The experience in Oregon is also instructive. In Oregon, which
legalized assisted suicide over ten years ago, doctors who write lethal
prescriptions are required to supply certain after-the-fact data. While
there is reason to question whether all of them do so, and the data
being collected is minimal, a ten year statistical summary indicates
that most of those who sought lethal prescriptions acted out of fear of
future disability, not worries over dying in pain. The “suffering”

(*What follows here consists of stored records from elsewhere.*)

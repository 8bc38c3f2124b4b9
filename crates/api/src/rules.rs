//! Ledger of every field that does not survive a plain bulk copy.
//!
//! Converting to the hub and back is not the identity: each `Discard`, `IrrecoverableRemoval`
//! and `UnsafeDowngrade` entry below marks where data is lost or refused.

use capiconv_core::{Direction, FieldRule, RuleCategory};

const fn rule(
    record: &'static str,
    field: &'static str,
    direction: Direction,
    category: RuleCategory,
    note: &'static str,
) -> FieldRule {
    FieldRule { record, field, direction, category, note }
}

use Direction::{FromHub, ToHub};
use RuleCategory::*;

pub static FIELD_RULES: &[FieldRule] = &[
    rule("Cluster", "Status.APIEndpoints", ToHub, Relocation,
        "first endpoint becomes spec.controlPlaneEndpoint; port narrowed to 32 bits; further endpoints dropped"),
    rule("Cluster", "Spec.ControlPlaneEndpoint", FromHub, Relocation,
        "non-zero endpoint becomes the only entry of status.apiEndpoints"),
    rule("ClusterStatus", "ErrorReason", ToHub, Rename, "copied to failureReason"),
    rule("ClusterStatus", "ErrorMessage", ToHub, Rename, "copied to failureMessage"),
    rule("ClusterStatus", "FailureReason", FromHub, Rename, "copied to errorReason"),
    rule("ClusterStatus", "FailureMessage", FromHub, Rename, "copied to errorMessage"),
    rule("ClusterStatus", "ControlPlaneReady", FromHub, Discard, "no v1alpha2 counterpart"),
    rule("ClusterSpec", "ControlPlaneRef", FromHub, Discard, "no v1alpha2 counterpart"),
    rule("MachineStatus", "ErrorReason", ToHub, Rename, "copied to failureReason"),
    rule("MachineStatus", "ErrorMessage", ToHub, Rename, "copied to failureMessage"),
    rule("MachineStatus", "FailureReason", FromHub, Rename, "copied to errorReason"),
    rule("MachineStatus", "FailureMessage", FromHub, Rename, "copied to errorMessage"),
    rule("MachineSetStatus", "ErrorReason", ToHub, Rename, "copied to failureReason"),
    rule("MachineSetStatus", "ErrorMessage", ToHub, Rename, "copied to failureMessage"),
    rule("MachineSetStatus", "FailureReason", FromHub, Rename, "copied to errorReason"),
    rule("MachineSetStatus", "FailureMessage", FromHub, Rename, "copied to errorMessage"),
    rule("MachineSpec", "Bootstrap.ConfigRef.APIVersion", ToHub, ConditionalEnrichment,
        "set to v1alpha3 when configRef.kind is KubeadmConfig or KubeadmConfigTemplate; applies to templates too"),
    rule("MachineSpec", "ObjectMeta", ToHub, Discard, "embedded metadata has no v1alpha3 counterpart"),
    rule("MachineSpec", "ClusterName", FromHub, IrrecoverableRemoval, "always fails"),
    rule("MachineSetSpec", "ClusterName", FromHub, IrrecoverableRemoval, "always fails"),
    rule("MachineDeploymentSpec", "ClusterName", FromHub, IrrecoverableRemoval, "always fails"),
    rule("MachineDeploymentStatus", "Phase", FromHub, IrrecoverableRemoval, "always fails"),
    rule("Bootstrap", "DataSecretName", FromHub, UnsafeDowngrade,
        "fails when data is only available by Secret reference; with inline data the reference is dropped"),
];

/// Rules matching `record` and `direction`; `None` matches everything.
pub fn rules_for(record: Option<&str>, direction: Option<Direction>) -> impl Iterator<Item = &'static FieldRule> + '_ {
    FIELD_RULES
        .iter()
        .filter(move |r| record.map_or(true, |k| r.record == k) && direction.map_or(true, |d| r.direction == d))
}
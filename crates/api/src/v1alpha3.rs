//! `cluster.x-k8s.io/v1alpha3` records. This is the hub version.

use k8s_openapi::api::core::v1::ObjectReference;
use k8s_openapi::apimachinery::pkg::apis::meta::v1::{LabelSelector, ObjectMeta, Time};
use k8s_openapi::apimachinery::pkg::util::intstr::IntOrString;
use serde::{Deserialize, Serialize};

use capiconv_core::RecordList;

pub const VERSION: &str = "v1alpha3";

fn is_default<T: Default + PartialEq>(v: &T) -> bool {
    *v == T::default()
}

// ---- Cluster ----

#[derive(Debug, Clone, Default, PartialEq, Serialize, Deserialize)]
#[serde(default)]
pub struct Cluster {
    pub metadata: ObjectMeta,
    pub spec: ClusterSpec,
    pub status: ClusterStatus,
}

#[derive(Debug, Clone, Default, PartialEq, Serialize, Deserialize)]
#[serde(default, rename_all = "camelCase")]
pub struct ClusterSpec {
    #[serde(skip_serializing_if = "Option::is_none")]
    pub cluster_network: Option<ClusterNetwork>,
    #[serde(skip_serializing_if = "APIEndpoint::is_zero")]
    pub control_plane_endpoint: APIEndpoint,
    #[serde(skip_serializing_if = "Option::is_none")]
    pub control_plane_ref: Option<ObjectReference>,
    #[serde(skip_serializing_if = "Option::is_none")]
    pub infrastructure_ref: Option<ObjectReference>,
}

#[derive(Debug, Clone, Default, PartialEq, Serialize, Deserialize)]
#[serde(default, rename_all = "camelCase")]
pub struct ClusterNetwork {
    #[serde(skip_serializing_if = "Option::is_none")]
    pub api_server_port: Option<i32>,
    #[serde(skip_serializing_if = "Option::is_none")]
    pub services: Option<NetworkRanges>,
    #[serde(skip_serializing_if = "Option::is_none")]
    pub pods: Option<NetworkRanges>,
    #[serde(skip_serializing_if = "String::is_empty")]
    pub service_domain: String,
}

#[derive(Debug, Clone, Default, PartialEq, Serialize, Deserialize)]
#[serde(default, rename_all = "camelCase")]
pub struct NetworkRanges {
    pub cidr_blocks: Vec<String>,
}

#[derive(Debug, Clone, Default, PartialEq, Serialize, Deserialize)]
#[serde(default, rename_all = "camelCase")]
pub struct ClusterStatus {
    #[serde(skip_serializing_if = "Option::is_none")]
    pub failure_reason: Option<String>,
    #[serde(skip_serializing_if = "Option::is_none")]
    pub failure_message: Option<String>,
    #[serde(skip_serializing_if = "Option::is_none")]
    pub phase: Option<String>,
    pub infrastructure_ready: bool,
    pub control_plane_initialized: bool,
    pub control_plane_ready: bool,
}

#[derive(Debug, Clone, Default, PartialEq, Eq, Serialize, Deserialize)]
#[serde(default)]
pub struct APIEndpoint {
    pub host: String,
    pub port: i32,
}

impl APIEndpoint {
    pub fn is_zero(&self) -> bool {
        self.host.is_empty() && self.port == 0
    }
}

pub type ClusterList = RecordList<Cluster>;

// ---- Machine ----

#[derive(Debug, Clone, Default, PartialEq, Serialize, Deserialize)]
#[serde(default)]
pub struct Machine {
    pub metadata: ObjectMeta,
    pub spec: MachineSpec,
    pub status: MachineStatus,
}

#[derive(Debug, Clone, Default, PartialEq, Serialize, Deserialize)]
#[serde(default, rename_all = "camelCase")]
pub struct MachineSpec {
    pub cluster_name: String,
    pub bootstrap: Bootstrap,
    pub infrastructure_ref: ObjectReference,
    #[serde(skip_serializing_if = "Option::is_none")]
    pub version: Option<String>,
    #[serde(rename = "providerID", skip_serializing_if = "Option::is_none")]
    pub provider_id: Option<String>,
    #[serde(skip_serializing_if = "Option::is_none")]
    pub failure_domain: Option<String>,
}

#[derive(Debug, Clone, Default, PartialEq, Serialize, Deserialize)]
#[serde(default, rename_all = "camelCase")]
pub struct Bootstrap {
    #[serde(skip_serializing_if = "Option::is_none")]
    pub config_ref: Option<ObjectReference>,
    #[serde(skip_serializing_if = "Option::is_none")]
    pub data: Option<String>,
    /// Name of the Secret holding the bootstrap data.
    #[serde(skip_serializing_if = "Option::is_none")]
    pub data_secret_name: Option<String>,
}

#[derive(Debug, Clone, Default, PartialEq, Serialize, Deserialize)]
#[serde(default, rename_all = "camelCase")]
pub struct MachineStatus {
    #[serde(skip_serializing_if = "Option::is_none")]
    pub node_ref: Option<ObjectReference>,
    #[serde(skip_serializing_if = "Option::is_none")]
    pub last_updated: Option<Time>,
    #[serde(skip_serializing_if = "Option::is_none")]
    pub version: Option<String>,
    #[serde(skip_serializing_if = "Option::is_none")]
    pub failure_reason: Option<String>,
    #[serde(skip_serializing_if = "Option::is_none")]
    pub failure_message: Option<String>,
    #[serde(skip_serializing_if = "Vec::is_empty")]
    pub addresses: Vec<MachineAddress>,
    #[serde(skip_serializing_if = "Option::is_none")]
    pub phase: Option<String>,
    pub bootstrap_ready: bool,
    pub infrastructure_ready: bool,
}

#[derive(Debug, Clone, Default, PartialEq, Eq, Serialize, Deserialize)]
#[serde(default)]
pub struct MachineAddress {
    #[serde(rename = "type")]
    pub address_type: String,
    pub address: String,
}

#[derive(Debug, Clone, Default, PartialEq, Serialize, Deserialize)]
#[serde(default)]
pub struct MachineTemplateSpec {
    #[serde(skip_serializing_if = "is_default")]
    pub metadata: ObjectMeta,
    pub spec: MachineSpec,
}

pub type MachineList = RecordList<Machine>;

// ---- MachineSet ----

#[derive(Debug, Clone, Default, PartialEq, Serialize, Deserialize)]
#[serde(default)]
pub struct MachineSet {
    pub metadata: ObjectMeta,
    pub spec: MachineSetSpec,
    pub status: MachineSetStatus,
}

#[derive(Debug, Clone, Default, PartialEq, Serialize, Deserialize)]
#[serde(default, rename_all = "camelCase")]
pub struct MachineSetSpec {
    pub cluster_name: String,
    #[serde(skip_serializing_if = "Option::is_none")]
    pub replicas: Option<i32>,
    pub min_ready_seconds: i32,
    #[serde(skip_serializing_if = "Option::is_none")]
    pub delete_policy: Option<String>,
    pub selector: LabelSelector,
    pub template: MachineTemplateSpec,
}

#[derive(Debug, Clone, Default, PartialEq, Serialize, Deserialize)]
#[serde(default, rename_all = "camelCase")]
pub struct MachineSetStatus {
    #[serde(skip_serializing_if = "String::is_empty")]
    pub selector: String,
    pub replicas: i32,
    pub fully_labeled_replicas: i32,
    pub ready_replicas: i32,
    pub available_replicas: i32,
    pub observed_generation: i64,
    #[serde(skip_serializing_if = "Option::is_none")]
    pub failure_reason: Option<String>,
    #[serde(skip_serializing_if = "Option::is_none")]
    pub failure_message: Option<String>,
}

pub type MachineSetList = RecordList<MachineSet>;

// ---- MachineDeployment ----

#[derive(Debug, Clone, Default, PartialEq, Serialize, Deserialize)]
#[serde(default)]
pub struct MachineDeployment {
    pub metadata: ObjectMeta,
    pub spec: MachineDeploymentSpec,
    pub status: MachineDeploymentStatus,
}

#[derive(Debug, Clone, Default, PartialEq, Serialize, Deserialize)]
#[serde(default, rename_all = "camelCase")]
pub struct MachineDeploymentSpec {
    pub cluster_name: String,
    #[serde(skip_serializing_if = "Option::is_none")]
    pub replicas: Option<i32>,
    pub selector: LabelSelector,
    pub template: MachineTemplateSpec,
    #[serde(skip_serializing_if = "Option::is_none")]
    pub strategy: Option<MachineDeploymentStrategy>,
    #[serde(skip_serializing_if = "Option::is_none")]
    pub min_ready_seconds: Option<i32>,
    #[serde(skip_serializing_if = "Option::is_none")]
    pub revision_history_limit: Option<i32>,
    pub paused: bool,
    #[serde(skip_serializing_if = "Option::is_none")]
    pub progress_deadline_seconds: Option<i32>,
}

#[derive(Debug, Clone, Default, PartialEq, Serialize, Deserialize)]
#[serde(default, rename_all = "camelCase")]
pub struct MachineDeploymentStrategy {
    #[serde(rename = "type", skip_serializing_if = "String::is_empty")]
    pub strategy_type: String,
    #[serde(skip_serializing_if = "Option::is_none")]
    pub rolling_update: Option<MachineRollingUpdateDeployment>,
}

#[derive(Debug, Clone, Default, PartialEq, Serialize, Deserialize)]
#[serde(default, rename_all = "camelCase")]
pub struct MachineRollingUpdateDeployment {
    #[serde(skip_serializing_if = "Option::is_none")]
    pub max_unavailable: Option<IntOrString>,
    #[serde(skip_serializing_if = "Option::is_none")]
    pub max_surge: Option<IntOrString>,
}

#[derive(Debug, Clone, Default, PartialEq, Serialize, Deserialize)]
#[serde(default, rename_all = "camelCase")]
pub struct MachineDeploymentStatus {
    pub observed_generation: i64,
    #[serde(skip_serializing_if = "String::is_empty")]
    pub selector: String,
    pub replicas: i32,
    pub updated_replicas: i32,
    pub ready_replicas: i32,
    pub available_replicas: i32,
    pub unavailable_replicas: i32,
    #[serde(skip_serializing_if = "Option::is_none")]
    pub phase: Option<String>,
}

pub type MachineDeploymentList = RecordList<MachineDeployment>;

impl_resource!(VERSION;
    Cluster => "Cluster", "clusters";
    Machine => "Machine", "machines";
    MachineSet => "MachineSet", "machinesets";
    MachineDeployment => "MachineDeployment", "machinedeployments";
);

capiconv_core::impl_hub!(Cluster, Machine, MachineSet, MachineDeployment);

people reportedly sought to avoid by committing suicide involved
anticipated loss of “dignity” and “autonomy”, the prospect of losing
control of bodily functions and needing personal care, and worries over
the “burden” that continuing to live might place on others. In other
words, the same things with which hundreds of thousands of people with
disabilities contend on a daily basis. To disability advocates who have
spent decades fighting against negative stereotypes, this sends a
frightening message: the State has officially has endorsed the
proposition that deliberately causing death is an acceptable, possibly
even a preferable alternative to the prospect of living, even briefly,
with a disability.
Beyond these issues, advocates are also concerned about the impact
legalization would have on health care policy. This question involves
not only the behavior of insurers, providers and regulators; it also
goes directly to questions of social acceptance, personal expectations
and the realities of “choice” in an ever more complicated and costly
health care system. There is so much to consider: Would the fact that a
physician authorizes and intentionally assists in taking human life, signal a fundamental change in the core ethic of a profession heretofore
committed to saving and protecting life? Would the involvement of
“professionals” whom we traditionally trust for comfort and advice,
confer legitimacy on a practice that has been historically discouraged,
ultimately resulting in increasing numbers of people seeking to kill
themselves? What influence would growing concerns about health care
costs have on peoples’ perceptions about their “options”, or on the
practices of providers and insurers? Would legalizing assisted suicide
amount to de facto acceptance of the notion that there are some lives
not worth living; some people who are just better off dead?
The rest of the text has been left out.